90. Memorandum From the President’s Assistant for National Security Affairs (Brzezinski) to President Carter 1

SUBJECT

  • Congressional Foreign Policy Discussion

I. Your Conduct of the Meeting

1. Since this is clearly a meeting with the President, you should set the tone for it through an opening statement, and then ask for only brief (5–10 minutes) supplementary comments by Cy, Harold, and myself. I would urge you to impose strict time constraints on your supporting cast. Otherwise the Congressmen will feel “talked at” instead of being “talked with.”

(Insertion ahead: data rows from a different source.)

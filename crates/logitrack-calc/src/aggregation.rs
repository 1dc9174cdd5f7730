//! 全網庫存彙總與補貨警示

use logitrack_core::{AllocError, InventoryRecord, Product};
use rust_decimal::Decimal;
use serde::{Deserialize, Serialize};
use std::collections::HashMap;

/// 單一產品的全網庫存狀態
#[derive(Debug, Clone, PartialEq, Eq, Serialize, Deserialize)]
pub struct ProductStock {
    /// 產品ID
    pub product_id: String,
    /// 全網庫存
    pub network_stock: Decimal,
    /// 持有庫存記錄的倉庫數
    pub warehouse_count: usize,
    /// 再訂購點
    pub reorder_point: Decimal,
    /// 是否需要補貨
    pub needs_reorder: bool,
    /// 補足到再訂購點的數量
    pub shortfall: Decimal,
}

/// 庫存彙總計算器
pub struct InventoryAggregator;

impl InventoryAggregator {
    /// 彙總全網庫存
    ///
    /// 必須在分配前以當下庫存計算；結果順序與產品表一致。
    /// 參照未知產品的庫存記錄視為資料錯誤。
    pub fn aggregate(
        products: &[Product],
        inventory: &[InventoryRecord],
    ) -> logitrack_core::Result<Vec<ProductStock>> {
        let mut totals: HashMap<&str, (Decimal, usize)> = products
            .iter()
            .map(|p| (p.id.as_str(), (Decimal::ZERO, 0)))
            .collect();

        for record in inventory {
            let entry = totals
                .get_mut(record.product_id.as_str())
                .ok_or_else(|| AllocError::UnknownProduct(record.product_id.clone()))?;
            entry.0 += record.quantity;
            entry.1 += 1;
        }

        let stocks: Vec<ProductStock> = products
            .iter()
            .map(|product| {
                let (network_stock, warehouse_count) = totals
                    .get(product.id.as_str())
                    .copied()
                    .unwrap_or((Decimal::ZERO, 0));

                ProductStock {
                    product_id: product.id.clone(),
                    network_stock,
                    warehouse_count,
                    reorder_point: product.reorder_point,
                    needs_reorder: product.needs_reorder(network_stock),
                    shortfall: product.shortfall(network_stock),
                }
            })
            .collect();

        tracing::debug!(
            "庫存彙總完成：產品 {} 項，需補貨 {} 項",
            stocks.len(),
            stocks.iter().filter(|s| s.needs_reorder).count()
        );

        Ok(stocks)
    }

    /// 篩選需要補貨的產品
    pub fn reorder_alerts(stocks: &[ProductStock]) -> Vec<ProductStock> {
        stocks.iter().filter(|s| s.needs_reorder).cloned().collect()
    }
}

2. Cy will be prepared to comment on the state of our key negotiations (SALT, Middle East, Southern Africa); Harold on our defense posture (NATO, and, if needed, SALT); I on the China trip or more generally on broad global changes.

[Page 432]

II. Your Overview

1. Basic Message: Your basic commitment is to the shaping of a more just and equitable international system for a world that has now become more politically awakened (and you might mention the emotional outpouring of the Panamanians as an example)2 and that thus cannot be confined to a system dominated exclusively by the developed countries. The world now includes more than 150 nation-states, and their aspirations as well as participation require a wider framework. Unlike the years 1945–1950, when America played a creative role in shaping the post-World War II international system, this calls not for a predominantly American response but for more subtle inspiration and cooperative leadership on a broader front.

In effect, we are seeking to shape a cooperative global community, while attempting to dampen the more traditional East-West conflicts and to resolve the novel global and North-South issues.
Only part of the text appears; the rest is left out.